• **YOUR GOAL**:
The response should be a precise copy of every entry.

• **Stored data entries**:
★ ★ ★ ★

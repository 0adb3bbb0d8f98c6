use sea_orm_migration::prelude::*;

#[derive(DeriveMigrationName)]
pub struct Migration;

#[async_trait::async_trait]
impl MigrationTrait for Migration {
    async fn up(&self, manager: &SchemaManager) -> Result<(), DbErr> {
        manager
            .create_table(
                Table::create()
                    .table(Teams::Table)
                    .col(
                        ColumnDef::new(Teams::Id)
                            .big_integer()
                            .not_null()
                            .auto_increment()
                            .primary_key(),
                    )
                    .col(
                        ColumnDef::new(Teams::Name)
                            .string_len(100)
                            .not_null()
                            .unique_key(),
                    )
                    .col(
                        ColumnDef::new(Teams::IsLocked)
                            .boolean()
                            .not_null()
                            .default(false),
                    )
                    .col(ColumnDef::new(Teams::LeaderId).big_integer().not_null())
                    .col(ColumnDef::new(Teams::ProfessorId).big_integer())
                    .col(ColumnDef::new(Teams::SeniorMentorId).big_integer())
                    .col(
                        ColumnDef::new(Teams::CreatedAt)
                            .timestamp()
                            .not_null()
                            .extra("DEFAULT CURRENT_TIMESTAMP".to_string()),
                    )
                    .foreign_key(
                        ForeignKey::create()
                            .from(Teams::Table, Teams::LeaderId)
                            .to(crate::Students::Table, crate::Students::Id)
                            .on_delete(ForeignKeyAction::Restrict)
                            .on_update(ForeignKeyAction::Cascade),
                    )
                    .foreign_key(
                        ForeignKey::create()
                            .from(Teams::Table, Teams::ProfessorId)
                            .to(crate::Professors::Table, crate::Professors::Id)
                            .on_delete(ForeignKeyAction::SetNull)
                            .on_update(ForeignKeyAction::Cascade),
                    )
                    .foreign_key(
                        ForeignKey::create()
                            .from(Teams::Table, Teams::SeniorMentorId)
                            .to(crate::Mentors::Table, crate::Mentors::Id)
                            .on_delete(ForeignKeyAction::SetNull)
                            .on_update(ForeignKeyAction::Cascade),
                    )
                    .to_owned(),
            )
            .await
    }

    async fn down(&self, manager: &SchemaManager) -> Result<(), DbErr> {
        manager
            .drop_table(Table::drop().table(Teams::Table).to_owned())
            .await
    }
}

/// Learn more at https://docs.rs/sea-query#iden
#[derive(Iden)]
pub(crate) enum Teams {
    Table,
    Id,
    Name,
    IsLocked,
    LeaderId,
    ProfessorId,
    SeniorMentorId,
    CreatedAt,
}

★ ★ ★ ★

• **ANSWER SECTION**:
repository 0adb3bbb0d8f98c6
use sea_orm_migration::prelude::*;

#[derive(DeriveMigrationName)]
pub struct Migration;

#[async_trait::async_trait]
impl MigrationTrait for Migration {
    async fn up(&self, manager: &SchemaManager) -> Result<(), DbErr> {
        manager
            .create_table(
                Table::create()
                    .table(Teams::Table)
                    .col(
                        ColumnDef::new(Teams::Id)
                            .big_integer()
                            .not_null()
                            .auto_increment()
                            .primary_key(),
                    )
                    .col(
                        ColumnDef::new(Teams::Name)
                            .string_len(100)
                            .not_null()
                            .unique_key(),
                    )
                    .col(
                        ColumnDef::new(Teams::IsLocked)
                            .boolean()
                            .not_null()
                            .default(false),
                    )
                    .col(ColumnDef::new(Teams::LeaderId).big_integer().not_null())
                    .col(ColumnDef::new(Teams::ProfessorId).big_integer())
                    .col(ColumnDef::new(Teams::SeniorMentorId).big_integer())
                    .col(
                        ColumnDef::new(Teams::CreatedAt)
                            .timestamp()
                            .not_null()
                            .extra("DEFAULT CURRENT_TIMESTAMP".to_string()),
                    )
                    .foreign_key(
                        ForeignKey::create()
                            .from(Teams::Table, Teams::LeaderId)
                            .to(crate::Students::Table, crate::Students::Id)
                            .on_delete(ForeignKeyAction::Restrict)
                            .on_update(ForeignKeyAction::Cascade),
                    )
                    .foreign_key(
                        ForeignKey::create()
                            .from(Teams::Table, Teams::ProfessorId)
                            .to(crate::Professors::Table, crate::Professors::Id)
                            .on_delete(ForeignKeyAction::SetNull)
                            .on_update(ForeignKeyAction::Cascade),
                    )
                    .foreign_key(
                        ForeignKey::create()
                            .from(Teams::Table, Teams::SeniorMentorId)
                            .to(crate::Mentors::Table, crate::Mentors::Id)
                            .on_delete(ForeignKeyAction::SetNull)
                            .on_update(ForeignKeyAction::Cascade),
                    )
                    .to_owned(),
            )
            .await
    }

    async fn down(&self, manager: &SchemaManager) -> Result<(), DbErr> {
        manager
            .drop_table(Table::drop().table(Teams::Table).to_owned())
            .await
    }
}

/// Learn more at https://docs.rs/sea-query#iden
#[derive(Iden)]
pub(crate) enum Teams {
    Table,
    Id,
    Name,
    IsLocked,
    LeaderId,
    ProfessorId,
    SeniorMentorId,
    CreatedAt,
}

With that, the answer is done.